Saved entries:
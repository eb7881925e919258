//! Liveness endpoint; needs no identity.

use std::sync::Arc;

use axum::extract::State;
use axum::http::StatusCode;
use axum::routing::get;
use axum::{Json, Router};
use serde_json::{json, Value};
use tracing::warn;
use utoipa::OpenApi;

use crate::state::AppState;

#[derive(OpenApi)]
#[openapi(paths(get_health))]
pub struct HealthApi;

pub fn router() -> Router<Arc<AppState>> {
    Router::new().route("/health", get(get_health))
}

/// Reports the running variant and whether the database answers.
///
/// 200 with `"status": "ok"`, or 503 with `"status": "degraded"` when the
/// database is unreachable.
#[utoipa::path(
    get,
    path = "/health",
    tag = "health",
    responses(
        (status = 200, description = "Server and database are up", body = Value),
        (status = 503, description = "Database unreachable", body = Value),
    )
)]
pub async fn get_health(State(state): State<Arc<AppState>>) -> (StatusCode, Json<Value>) {
    let (status, label, database) = match state.store.ping().await {
        Ok(()) => (StatusCode::OK, "ok", "ok"),
        Err(e) => {
            warn!(error = %e, "health check: database ping failed");
            (StatusCode::SERVICE_UNAVAILABLE, "degraded", "unavailable")
        }
    };
    let body = json!({
        "status":   label,
        "version":  env!("CARGO_PKG_VERSION"),
        "variant":  state.config.variant.as_str(),
        "database": database,
    });
    (status, Json(body))
}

• _Problem to solve_:
Each record must be transcribed exactly, with nothing left out.

• _Answer_:
repository eb7881925e919258
//! Liveness endpoint; needs no identity.

use std::sync::Arc;

use axum::extract::State;
use axum::http::StatusCode;
use axum::routing::get;
use axum::{Json, Router};
use serde_json::{json, Value};
use tracing::warn;
use utoipa::OpenApi;

use crate::state::AppState;

#[derive(OpenApi)]
#[openapi(paths(get_health))]
pub struct HealthApi;

pub fn router() -> Router<Arc<AppState>> {
    Router::new().route("/health", get(get_health))
}

/// Reports the running variant and whether the database answers.
///
/// 200 with `"status": "ok"`, or 503 with `"status": "degraded"` when the
/// database is unreachable.
#[utoipa::path(
    get,
    path = "/health",
    tag = "health",
    responses(
        (status = 200, description = "Server and database are up", body = Value),
        (status = 503, description = "Database unreachable", body = Value),
    )
)]
pub async fn get_health(State(state): State<Arc<AppState>>) -> (StatusCode, Json<Value>) {
    let (status, label, database) = match state.store.ping().await {
        Ok(()) => (StatusCode::OK, "ok", "ok"),
        Err(e) => {
            warn!(error = %e, "health check: database ping failed");
            (StatusCode::SERVICE_UNAVAILABLE, "degraded", "unavailable")
        }
    };
    let body = json!({
        "status":   label,
        "version":  env!("CARGO_PKG_VERSION"),
        "variant":  state.config.variant.as_str(),
        "database": database,
    });
    (status, Json(body))
}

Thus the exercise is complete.